Top of Supplied data

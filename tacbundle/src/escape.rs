//! Layered quoting for values that cross nested interpreters.
//!
//! A value typed by the operator (a hostname, a path, an email address used
//! as an FTP password) often travels through several interpreters before it
//! reaches the program that consumes it: the EOS CLI hands the rest of a
//! `bash` line to a shell, which may hand a script to `sh -c`, which passes a
//! URL to `curl` or `copy`. Each hop has its own metacharacters.
//!
//! [`escape`] applies a list of [`Layer`]s innermost first, each layer
//! quoting the output of the previous one.
//!
//! ```rust
//! use tacbundle::escape::{escape, Layer};
//!
//! // a password inside an ftp:// URL, inside a shell word
//! let arg = escape("a@b.com", &[Layer::Url, Layer::Shell]).unwrap();
//! assert_eq!(arg, "a%40b.com");
//! ```

use std::borrow::Cow;
use std::fmt;

use crate::error::EncodingError;

/// A quoting convention of one interpreter boundary.
#[derive(Debug, Clone, Copy, PartialEq, Eq)]
pub enum Layer {
    /// Percent-encoding for a URL component (userinfo, path segment).
    Url,

    /// A single POSIX shell word.
    Shell,

    /// Contents of an existing double-quoted shell string.
    DoubleQuoted,

    /// One EOS CLI command line.
    Cli,
}

impl Layer {
    /// Name used in error messages.
    pub fn name(&self) -> &'static str {
        match self {
            Layer::Url => "url",
            Layer::Shell => "shell",
            Layer::DoubleQuoted => "double-quoted",
            Layer::Cli => "cli",
        }
    }

    /// Quote `raw` for this layer.
    ///
    /// Values with no metacharacters for the layer are returned unchanged.
    pub fn encode<'a>(&self, raw: &'a str) -> Result<Cow<'a, str>, EncodingError> {
        self.reject_unrepresentable(raw)?;

        Ok(match self {
            Layer::Url => urlencoding::encode(raw),
            Layer::Shell => quote_word(raw),
            Layer::DoubleQuoted => {
                if raw.contains(DOUBLE_QUOTED_SPECIALS) {
                    let mut out = String::with_capacity(raw.len() + 4);
                    for c in raw.chars() {
                        if DOUBLE_QUOTED_SPECIALS.contains(&c) {
                            out.push('\\');
                        }
                        out.push(c);
                    }
                    Cow::Owned(out)
                } else {
                    Cow::Borrowed(raw)
                }
            }
            Layer::Cli => Cow::Borrowed(raw),
        })
    }

    /// Reverse [`encode`](Self::encode) the way the layer's own interpreter would.
    ///
    /// Returns `None` when `encoded` is not something this layer produces.
    pub fn decode(&self, encoded: &str) -> Option<String> {
        match self {
            Layer::Url => urlencoding::decode(encoded).ok().map(Cow::into_owned),
            Layer::Shell => {
                let mut words = shell_words::split(encoded).ok()?;
                match words.len() {
                    1 => words.pop(),
                    0 if encoded.is_empty() => Some(String::new()),
                    _ => None,
                }
            }
            Layer::DoubleQuoted => {
                let mut out = String::with_capacity(encoded.len());
                let mut chars = encoded.chars();
                while let Some(c) = chars.next() {
                    if c == '\\' {
                        let next = chars.next()?;
                        if !DOUBLE_QUOTED_SPECIALS.contains(&next) {
                            out.push(c);
                        }
                        out.push(next);
                    } else {
                        out.push(c);
                    }
                }
                Some(out)
            }
            Layer::Cli => Some(encoded.to_string()),
        }
    }

    fn reject_unrepresentable(&self, raw: &str) -> Result<(), EncodingError> {
        let bad = raw.char_indices().find(|&(_, c)| match self {
            Layer::Cli => c.is_control(),
            _ => c == '\0',
        });

        match bad {
            Some((position, character)) => Err(EncodingError {
                layer: self.name(),
                character,
                position,
            }),
            None => Ok(()),
        }
    }
}

impl fmt::Display for Layer {
    fn fmt(&self, f: &mut fmt::Formatter<'_>) -> fmt::Result {
        f.write_str(self.name())
    }
}

const DOUBLE_QUOTED_SPECIALS: &[char] = &['\\', '"', '$', '`'];

fn is_shell_safe(c: char) -> bool {
    c.is_ascii_alphanumeric() || matches!(c, '@' | '%' | '+' | '=' | ':' | ',' | '.' | '/' | '_' | '-')
}

fn quote_word(raw: &str) -> Cow<'_, str> {
    if !raw.is_empty() && raw.chars().all(is_shell_safe) {
        return Cow::Borrowed(raw);
    }

    let mut out = String::with_capacity(raw.len() + 2);
    out.push('\'');
    for c in raw.chars() {
        if c == '\'' {
            out.push_str("'\\''");
        } else {
            out.push(c);
        }
    }
    out.push('\'');
    Cow::Owned(out)
}

/// Quote `raw` through every layer in `layers`, innermost first.
pub fn escape(raw: &str, layers: &[Layer]) -> Result<String, EncodingError> {
    let mut value = raw.to_string();
    for layer in layers {
        value = layer.encode(&value)?.into_owned();
    }
    Ok(value)
}

/// Undo [`escape`] by decoding `layers` outermost first.
pub fn unescape(encoded: &str, layers: &[Layer]) -> Option<String> {
    let mut value = encoded.to_string();
    for layer in layers.iter().rev() {
        value = layer.decode(&value)?;
    }
    Some(value)
}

Bottom of Supplied data

## The task
Your response should consist of the records, printed exactly.

## Response to the exercise
filename tacbundle/src/escape.rs
//! Layered quoting for values that cross nested interpreters.
//!
//! A value typed by the operator (a hostname, a path, an email address used
//! as an FTP password) often travels through several interpreters before it
//! reaches the program that consumes it: the EOS CLI hands the rest of a
//! `bash` line to a shell, which may hand a script to `sh -c`, which passes a
//! URL to `curl` or `copy`. Each hop has its own metacharacters.
//!
//! [`escape`] applies a list of [`Layer`]s innermost first, each layer
//! quoting the output of the previous one.
//!
//! ```rust
//! use tacbundle::escape::{escape, Layer};
//!
//! // a password inside an ftp:// URL, inside a shell word
//! let arg = escape("a@b.com", &[Layer::Url, Layer::Shell]).unwrap();
//! assert_eq!(arg, "a%40b.com");
//! ```

use std::borrow::Cow;
use std::fmt;

use crate::error::EncodingError;

/// A quoting convention of one interpreter boundary.
#[derive(Debug, Clone, Copy, PartialEq, Eq)]
pub enum Layer {
    /// Percent-encoding for a URL component (userinfo, path segment).
    Url,

    /// A single POSIX shell word.
    Shell,

    /// Contents of an existing double-quoted shell string.
    DoubleQuoted,

    /// One EOS CLI command line.
    Cli,
}

impl Layer {
    /// Name used in error messages.
    pub fn name(&self) -> &'static str {
        match self {
            Layer::Url => "url",
            Layer::Shell => "shell",
            Layer::DoubleQuoted => "double-quoted",
            Layer::Cli => "cli",
        }
    }

    /// Quote `raw` for this layer.
    ///
    /// Values with no metacharacters for the layer are returned unchanged.
    pub fn encode<'a>(&self, raw: &'a str) -> Result<Cow<'a, str>, EncodingError> {
        self.reject_unrepresentable(raw)?;

        Ok(match self {
            Layer::Url => urlencoding::encode(raw),
            Layer::Shell => quote_word(raw),
            Layer::DoubleQuoted => {
                if raw.contains(DOUBLE_QUOTED_SPECIALS) {
                    let mut out = String::with_capacity(raw.len() + 4);
                    for c in raw.chars() {
                        if DOUBLE_QUOTED_SPECIALS.contains(&c) {
                            out.push('\\');
                        }
                        out.push(c);
                    }
                    Cow::Owned(out)
                } else {
                    Cow::Borrowed(raw)
                }
            }
            Layer::Cli => Cow::Borrowed(raw),
        })
    }

    /// Reverse [`encode`](Self::encode) the way the layer's own interpreter would.
    ///
    /// Returns `None` when `encoded` is not something this layer produces.
    pub fn decode(&self, encoded: &str) -> Option<String> {
        match self {
            Layer::Url => urlencoding::decode(encoded).ok().map(Cow::into_owned),
            Layer::Shell => {
                let mut words = shell_words::split(encoded).ok()?;
                match words.len() {
                    1 => words.pop(),
                    0 if encoded.is_empty() => Some(String::new()),
                    _ => None,
                }
            }
            Layer::DoubleQuoted => {
                let mut out = String::with_capacity(encoded.len());
                let mut chars = encoded.chars();
                while let Some(c) = chars.next() {
                    if c == '\\' {
                        let next = chars.next()?;
                        if !DOUBLE_QUOTED_SPECIALS.contains(&next) {
                            out.push(c);
                        }
                        out.push(next);
                    } else {
                        out.push(c);
                    }
                }
                Some(out)
            }
            Layer::Cli => Some(encoded.to_string()),
        }
    }

    fn reject_unrepresentable(&self, raw: &str) -> Result<(), EncodingError> {
        let bad = raw.char_indices().find(|&(_, c)| match self {
            Layer::Cli => c.is_control(),
            _ => c == '\0',
        });

        match bad {
            Some((position, character)) => Err(EncodingError {
                layer: self.name(),
                character,
                position,
            }),
            None => Ok(()),
        }
    }
}

impl fmt::Display for Layer {
    fn fmt(&self, f: &mut fmt::Formatter<'_>) -> fmt::Result {
        f.write_str(self.name())
    }
}

const DOUBLE_QUOTED_SPECIALS: &[char] = &['\\', '"', '$', '`'];

fn is_shell_safe(c: char) -> bool {
    c.is_ascii_alphanumeric() || matches!(c, '@' | '%' | '+' | '=' | ':' | ',' | '.' | '/' | '_' | '-')
}

fn quote_word(raw: &str) -> Cow<'_, str> {
    if !raw.is_empty() && raw.chars().all(is_shell_safe) {
        return Cow::Borrowed(raw);
    }

    let mut out = String::with_capacity(raw.len() + 2);
    out.push('\'');
    for c in raw.chars() {
        if c == '\'' {
            out.push_str("'\\''");
        } else {
            out.push(c);
        }
    }
    out.push('\'');
    Cow::Owned(out)
}

/// Quote `raw` through every layer in `layers`, innermost first.
pub fn escape(raw: &str, layers: &[Layer]) -> Result<String, EncodingError> {
    let mut value = raw.to_string();
    for layer in layers {
        value = layer.encode(&value)?.into_owned();
    }
    Ok(value)
}

/// Undo [`escape`] by decoding `layers` outermost first.
pub fn unescape(encoded: &str, layers: &[Layer]) -> Option<String> {
    let mut value = encoded.to_string();
    for layer in layers.iter().rev() {
        value = layer.decode(&value)?;
    }
    Some(value)
}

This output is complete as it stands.